Task: Check every line of the material below, and show those that contain "crate".

━━ Given information

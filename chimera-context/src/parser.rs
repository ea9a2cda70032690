//! 配置类解析器
//!
//! 从显式注册的配置类出发，递归处理成员类、配置源、组件扫描、导入、
//! 导入资源、Bean 方法、接口默认方法和父类链，得到完整的配置类图。
//!
//! - 配置类按类名存放，重复发现时按导入/显式规则合并或替换
//! - 父类链由外层循环逐级处理，已处理过的父类不会重复处理
//! - 循环导入和超出深度限制作为问题报告，不中断兄弟节点的处理
//! - 延迟选择器在所有配置类处理完之后按分组执行

use std::collections::{HashMap, HashSet};
use std::sync::Arc;

use chimera_core::order::Ordered;
use chimera_core::utils::class_names::{is_builtin_type_name, short_name};
use chimera_core::{DefaultListableBeanFactory, Environment};
use indexmap::map::Entry;
use indexmap::{IndexMap, IndexSet};

use crate::condition::{ConditionEvaluator, ConfigurationPhase};
use crate::configuration_class::{BeanMethod, ConfigurationClass};
use crate::error::ContextResult;
use crate::import::{
    DeferredImportGroup, DeferredImportSelector, ExclusionFilter, ImportCandidate,
    ImportCandidateRegistry,
};
use crate::import_stack::{ImportRegistry, ImportStack};
use crate::metadata::annotations::{
    is_framework_annotation, BEAN, COMPONENT_SCAN, IMPORT, IMPORT_RESOURCE, PROPERTY_SOURCE,
};
use crate::metadata::{AnnotatedMetadata, ClassMetadata, MethodMetadata, MetadataOrigin};
use crate::problem::{CollectingProblemReporter, Location, Problem, ProblemKind, ProblemReporter};
use crate::property_source::{PropertySourceLoader, PropertySourceProcessor, TomlPropertySourceLoader};
use crate::reader::MetadataReaderFactory;
use crate::scan::{ComponentScanner, PackageComponentScanner, ScannedCandidate};

/// 默认的导入嵌套深度上限
pub const DEFAULT_MAX_IMPORT_DEPTH: usize = 64;

/// `ImportResource` 未指定读取器时使用的读取器名称
pub const DEFAULT_RESOURCE_READER: &str = "toml";

/// 显式注册的配置类
#[derive(Debug, Clone)]
pub struct ConfigCandidate {
    pub bean_name: String,
    pub source: CandidateSource,
}

#[derive(Debug, Clone)]
pub enum CandidateSource {
    /// 调用方直接提供的元数据
    Metadata(ClassMetadata),
    /// 通过元数据读取器按类名查找
    ClassName(String),
}

impl ConfigCandidate {
    pub fn metadata(bean_name: impl Into<String>, metadata: ClassMetadata) -> Self {
        Self {
            bean_name: bean_name.into(),
            source: CandidateSource::Metadata(metadata),
        }
    }

    pub fn class_name(bean_name: impl Into<String>, class_name: impl Into<String>) -> Self {
        Self {
            bean_name: bean_name.into(),
            source: CandidateSource::ClassName(class_name.into()),
        }
    }
}

/// 一个配置类在注册阶段的结果
#[derive(Debug, Clone, PartialEq, Eq)]
pub struct ConfigurationRegistration {
    pub bean_name: String,
    pub class_name: String,
    pub bean_methods: Vec<String>,
}

struct DeferredImportHolder {
    metadata: Arc<ClassMetadata>,
    selector: Arc<dyn DeferredImportSelector>,
}

struct DeferredImportGrouping {
    group: Box<dyn DeferredImportGroup>,
    holders: Vec<DeferredImportHolder>,
}

impl DeferredImportGrouping {
    /// 成员选择器过滤器的并集
    fn candidate_filter(&self) -> ExclusionFilter {
        self.holders
            .iter()
            .filter_map(|holder| holder.selector.exclusion_filter())
            .fold(ExclusionFilter::builtin(), |merged, filter| merged.or(&filter))
    }
}

/// 配置类解析器
pub struct ConfigurationClassParser {
    reader: Arc<dyn MetadataReaderFactory>,
    environment: Arc<Environment>,
    conditions: Arc<ConditionEvaluator>,
    imports: ImportCandidateRegistry,
    scanner: Option<Arc<dyn ComponentScanner>>,
    property_sources: PropertySourceProcessor,
    reporter: Arc<dyn ProblemReporter>,
    collector: Option<Arc<CollectingProblemReporter>>,
    max_import_depth: usize,
    configuration_classes: IndexMap<String, ConfigurationClass>,
    known_superclasses: HashMap<String, String>,
    import_stack: ImportStack,
    deferred_imports: Option<Vec<DeferredImportHolder>>,
    scanned: Vec<ScannedCandidate>,
}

━━━━

Reply to the task:
use crate::condition::{ConditionEvaluator, ConfigurationPhase};
use crate::configuration_class::{BeanMethod, ConfigurationClass};
use crate::error::ContextResult;
use crate::import::{
use crate::import_stack::{ImportRegistry, ImportStack};
use crate::metadata::annotations::{
use crate::metadata::{AnnotatedMetadata, ClassMetadata, MethodMetadata, MetadataOrigin};
use crate::problem::{CollectingProblemReporter, Location, Problem, ProblemKind, ProblemReporter};
use crate::property_source::{PropertySourceLoader, PropertySourceProcessor, TomlPropertySourceLoader};
use crate::reader::MetadataReaderFactory;
use crate::scan::{ComponentScanner, PackageComponentScanner, ScannedCandidate};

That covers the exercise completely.